> WORK REQUEST
Below are some records; copy each line in them that contains "async".

> MATERIAL SUPPLIED
//! New-file naming and creation.
//!
//! Every file made here ends in [`NEW_FILE_EXTENSION`]: whatever the user typed
//! loses its dots, then the fixed extension is appended.

use std::fs::OpenOptions;
use std::path::{Path, PathBuf};

use tracing::{debug, info};

use crate::config::NEW_FILE_EXTENSION;
use crate::error::{CoreError, CoreResult};

/// `"notes.md"` → `"notesmd.txt"`, `" todo "` → `"todo.txt"`.
pub fn normalize_file_name(raw: &str) -> CoreResult<String> {
    let stem: String = raw.trim().chars().filter(|c| *c != '.').collect();

    if stem.is_empty() {
        return Err(CoreError::invalid_input("filename", "name is empty"));
    }

    if stem.contains(['/', '\\']) {
        return Err(CoreError::invalid_input(
            "filename",
            "name must not contain path separators",
        ));
    }

    Ok(format!("{stem}.{NEW_FILE_EXTENSION}"))
}

/// Relative destinations hang off `base_dir`; an empty answer means `base_dir`.
#[must_use]
pub fn resolve_destination(base_dir: &Path, dir_input: &str, file_name: &str) -> PathBuf {
    let dir = dir_input.trim();

    let dir_path: PathBuf = if dir.is_empty() {
        base_dir.to_path_buf()
    } else if Path::new(dir).is_absolute() {
        PathBuf::from(dir)
    } else {
        base_dir.join(dir)
    };

    dir_path.join(file_name)
}

/// Creates an empty file at `path`. Existing files are left untouched and
/// reported as a creation failure.
pub fn create_empty(path: &Path) -> CoreResult<()> {
    debug!("Creating empty file {}", path.display());

    OpenOptions::new()
        .write(true)
        .create_new(true)
        .open(path)
        .map_err(|e| CoreError::file_create(path, &e))?;

    info!("Created {}", path.display());
    Ok(())
}

#[cfg(test)]
mod tests {
    use super::*;
    use tempfile::TempDir;

    #[test]
    fn test_normalize_strips_dots_and_forces_txt() {
        assert_eq!(normalize_file_name("notes").unwrap(), "notes.txt");
        assert_eq!(normalize_file_name("notes.md").unwrap(), "notesmd.txt");
        assert_eq!(normalize_file_name("a.b.c").unwrap(), "abc.txt");
        assert_eq!(normalize_file_name("  draft  ").unwrap(), "draft.txt");
    }

    #[test]
    fn test_normalize_rejects_empty_and_separators() {
        assert!(matches!(
            normalize_file_name("..."),
            Err(CoreError::InvalidInput { .. })
        ));
        assert!(matches!(
            normalize_file_name("   "),
            Err(CoreError::InvalidInput { .. })
        ));
        assert!(matches!(
            normalize_file_name("sub/name"),
            Err(CoreError::InvalidInput { .. })
        ));
    }

    #[test]
    fn test_resolve_destination_relative_and_absolute() {
        let base = Path::new("/work");

        assert_eq!(
            resolve_destination(base, "util", "x.txt"),
            PathBuf::from("/work/util/x.txt")
        );
        assert_eq!(
            resolve_destination(base, "/tmp/out", "x.txt"),
            PathBuf::from("/tmp/out/x.txt")
        );
        assert_eq!(resolve_destination(base, "  ", "x.txt"), PathBuf::from("/work/x.txt"));
    }

    #[test]
    fn test_create_empty_then_refuse_overwrite() {
        let temp_dir = TempDir::new().unwrap();
        let path = temp_dir.path().join("fresh.txt");

        create_empty(&path).unwrap();
        assert!(path.exists());
        assert_eq!(std::fs::metadata(&path).unwrap().len(), 0);

        std::fs::write(&path, "keep me").unwrap();
        assert!(matches!(create_empty(&path), Err(CoreError::FileCreate { .. })));
        assert_eq!(std::fs::read_to_string(&path).unwrap(), "keep me");
    }

    #[test]
    fn test_create_in_missing_directory_fails() {
        let temp_dir = TempDir::new().unwrap();
        let path = temp_dir.path().join("no/such/dir/f.txt");

        assert!(matches!(create_empty(&path), Err(CoreError::FileCreate { .. })));
    }
}
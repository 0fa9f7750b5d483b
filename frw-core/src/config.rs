//! src/config.rs
//! ============================================================================
//! # Config: Application Configuration Loader and Saver
//!
//! User-editable settings live in a TOML file under the platform config dir
//! discovered through [`directories`](https://docs.rs/directories). Reading
//! behavior (size threshold, chunk size) is not part of that file: it is fixed
//! at compile time and handed to the reader as an explicit [`ReaderConfig`].
//!
//! ## Example
//! ```rust,ignore
//! let config = Config::load().await?;
//! config.save().await?;
//! ```

use directories::ProjectDirs;
use serde::{Deserialize, Serialize};
use std::path::PathBuf;
use tracing::info;

use crate::error::CoreResult;

use tokio::fs as TokioFs;

/// Files at or above this many bytes are read in chunks.
pub const FILE_SIZE_THRESHOLD: u64 = 1024 * 100;

/// Lines shown per chunk before asking to continue.
pub const CHUNK_SIZE: usize = 5;

/// Input that stops pagination.
pub const CANCEL_TOKEN: &str = "n";

/// Extension forced onto every newly created file.
pub const NEW_FILE_EXTENSION: &str = "txt";

const QUALIFIER: &str = "org";
const ORGANIZATION: &str = "frw";
const APPLICATION: &str = "FileReaderWriter";

/// Paginated reader settings.
#[derive(Debug, Clone, PartialEq, Eq)]
pub struct ReaderConfig {
    pub threshold_bytes: u64,

    pub chunk_size: usize,

    /// Print the final partial chunk at EOF instead of dropping it.
    pub flush_remainder: bool,

    pub cancel_token: &'static str,
}

impl Default for ReaderConfig {
    fn default() -> Self {
        Self {
            threshold_bytes: FILE_SIZE_THRESHOLD,
            chunk_size: CHUNK_SIZE,
            flush_remainder: true,
            cancel_token: CANCEL_TOKEN,
        }
    }
}

impl ReaderConfig {
    #[must_use]
    pub const fn with_threshold(mut self, threshold_bytes: u64) -> Self {
        self.threshold_bytes = threshold_bytes;
        self
    }

    #[must_use]
    pub const fn with_chunk_size(mut self, chunk_size: usize) -> Self {
        self.chunk_size = chunk_size;
        self
    }

    #[must_use]
    pub const fn with_flush_remainder(mut self, flush_remainder: bool) -> Self {
        self.flush_remainder = flush_remainder;
        self
    }
}

/// Main configuration struct for the application.
#[derive(Debug, Clone, PartialEq, Eq, Serialize, Deserialize)]
#[serde(default)]
pub struct Config {
    /// Editor command line; the target path is appended as the last argument.
    pub editor_cmd: String,

    /// Default `EnvFilter` directive when `RUST_LOG` is unset.
    pub log_level: String,
}

impl Default for Config {
    fn default() -> Self {
        Self {
            editor_cmd: "nano".to_string(),
            log_level: "info".to_string(),
        }
    }
}

impl Config {
    /// Loads config from TOML file at the XDG-compliant app config dir, or returns defaults.
    ///
    /// The config is expected at `$XDG_CONFIG_HOME/FileReaderWriter/config.toml`
    /// (Linux), or equivalent on Windows/macOS.
    pub async fn load() -> anyhow::Result<Self> {
        let path = Self::config_path()?;
        if path.exists() {
            info!("Loading config from {}", path.display());
            let text = TokioFs::read_to_string(&path).await?;

            Ok(Self::from_toml(&text)?)
        } else {
            info!(
                "No config file found at {}, using default configuration. Creating it now.",
                path.display()
            );

            let default_config = Self::default();
            default_config.save().await?;

            Ok(default_config)
        }
    }

    /// Saves config to TOML file at the XDG-compliant app config dir.
    pub async fn save(&self) -> anyhow::Result<()> {
        let path = Self::config_path()?;

        info!("Saving config to {}", path.display());

        if let Some(parent) = path.parent() {
            TokioFs::create_dir_all(parent).await?;
        }

        TokioFs::write(&path, self.to_toml()?).await?;

        Ok(())
    }

    /// Malformed text surfaces as [`CoreError::Config`].
    pub fn from_toml(text: &str) -> CoreResult<Self> {
        Ok(toml::from_str(text)?)
    }

    pub fn to_toml(&self) -> CoreResult<String> {
        Ok(toml::to_string_pretty(self)?)
    }

    /// Returns the canonical config file path using `directories::ProjectDirs`.
    pub fn config_path() -> anyhow::Result<PathBuf> {
        Ok(Self::project_dirs()?.config_dir().join("config.toml"))
    }

    /// Directory for rolling log files, kept outside the scanned tree.
    pub fn log_dir() -> anyhow::Result<PathBuf> {
        Ok(Self::project_dirs()?.data_local_dir().join("logs"))
    }

    fn project_dirs() -> anyhow::Result<ProjectDirs> {
        ProjectDirs::from(QUALIFIER, ORGANIZATION, APPLICATION)
            .ok_or_else(|| anyhow::anyhow!("Could not determine config directory."))
    }
}
//! Scope-tracking XML builder on top of a small libxml2-style document model.
//!
//! [`ScopedBuilder`] is the entry point for Rust callers; the `ffi` module
//! exposes the same operations through a C ABI. The document model lives in
//! `tree` and `doc`, serialisation in `save`.

pub mod builder;
pub mod doc;
pub mod error;
pub mod ffi;
pub mod save;
pub mod tree;

pub use builder::{BuildPhase, BuilderOptions, ScopeIntent, ScopedBuilder};
pub use doc::{DocumentError, XmlDocument};
pub use error::{BuilderError, BuilderResult};
pub use tree::{NodeId, Standalone, XmlDeclaration, XmlNode, XmlNodeType};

> SOLUTION
    pub async fn load() -> anyhow::Result<Self> {
    pub async fn save(&self) -> anyhow::Result<()> {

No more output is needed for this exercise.